After the negotiations the role-play session concluded. Participants gathered in a circle to give their impressions of the session.

A 2.9°C warmer world, can we do better?

The impressions of the session focused on three key questions: (1) How did you feel during the simulation? Weak or powerful? (2) What were your most important learnings? (3) How do you think we could achieve the ambitious climate action?

Participants highlighted the powerful impact the simulation has left on them, as they experienced directly the need for more ambitious political and civil society initiatives. Participants also brainstormed on solutions from their own professional backgrounds, starting with sustainable consumption, trade and markets, education for sustainability and legal and fiscal mechanisms so implement political action.

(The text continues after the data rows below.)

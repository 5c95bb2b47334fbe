//! Commodity model.

use chrono::{DateTime, Utc};
use serde::{Deserialize, Serialize};
use sqlx::FromRow;
use uuid::Uuid;

/// Sentinel commodity name that requests creation of the commodity named in
/// `new_commodity_name` instead of a lookup.
pub const NEW_COMMODITY_SENTINEL: &str = "Other";

/// Traded commodity (wheat, cotton, ...).
#[derive(Debug, Clone, Serialize, Deserialize, FromRow)]
pub struct Commodity {
    pub commodity_id: Uuid,
    pub name: String,
    pub created_utc: DateTime<Utc>,
}
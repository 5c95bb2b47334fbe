//! Service layer: database access, the analytics delta engine, and the
//! receipt mutation coordinator.

pub mod aggregates;
pub mod analytics;
pub mod database;
pub mod metrics;
pub mod receipts;

pub use database::Database;
pub use receipts::ReceiptService;
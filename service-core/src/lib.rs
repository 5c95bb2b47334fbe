//! service-core: Shared infrastructure for the receipts workspace.
pub mod config;
pub mod error;
pub mod observability;

pub use serde;
pub use serde_json;
pub use tokio;
pub use tracing;
pub use validator;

There is space for improvements

Here I list some aspects for further improvements when running the World Climate simulation

  1. Briefing statements could contain more concrete economic facts for region delegates to negotiate better. Sending reading material in advance may also help.
  2. Having “developing countries” delegates sitting on the floor to metaphorically refer to unbalanced geopolitical relations may not be the best call. Ask in advance, as participants may take this personally. Alternatively find milder ways of representing power relations in the simulation.
  3. Adapt examples of climate change impacts to your audience backgrund. I used Latin American cases, to engage Latin American audience with at-home ongoing issues.

Emotions were key, audience became aware, goal was achieved

As an individual aiming to spread the word for climate action outside the scientific circles, the opportunity to run the World Climate simulation with a very diverse audience was deeply motivating, empowering and touching.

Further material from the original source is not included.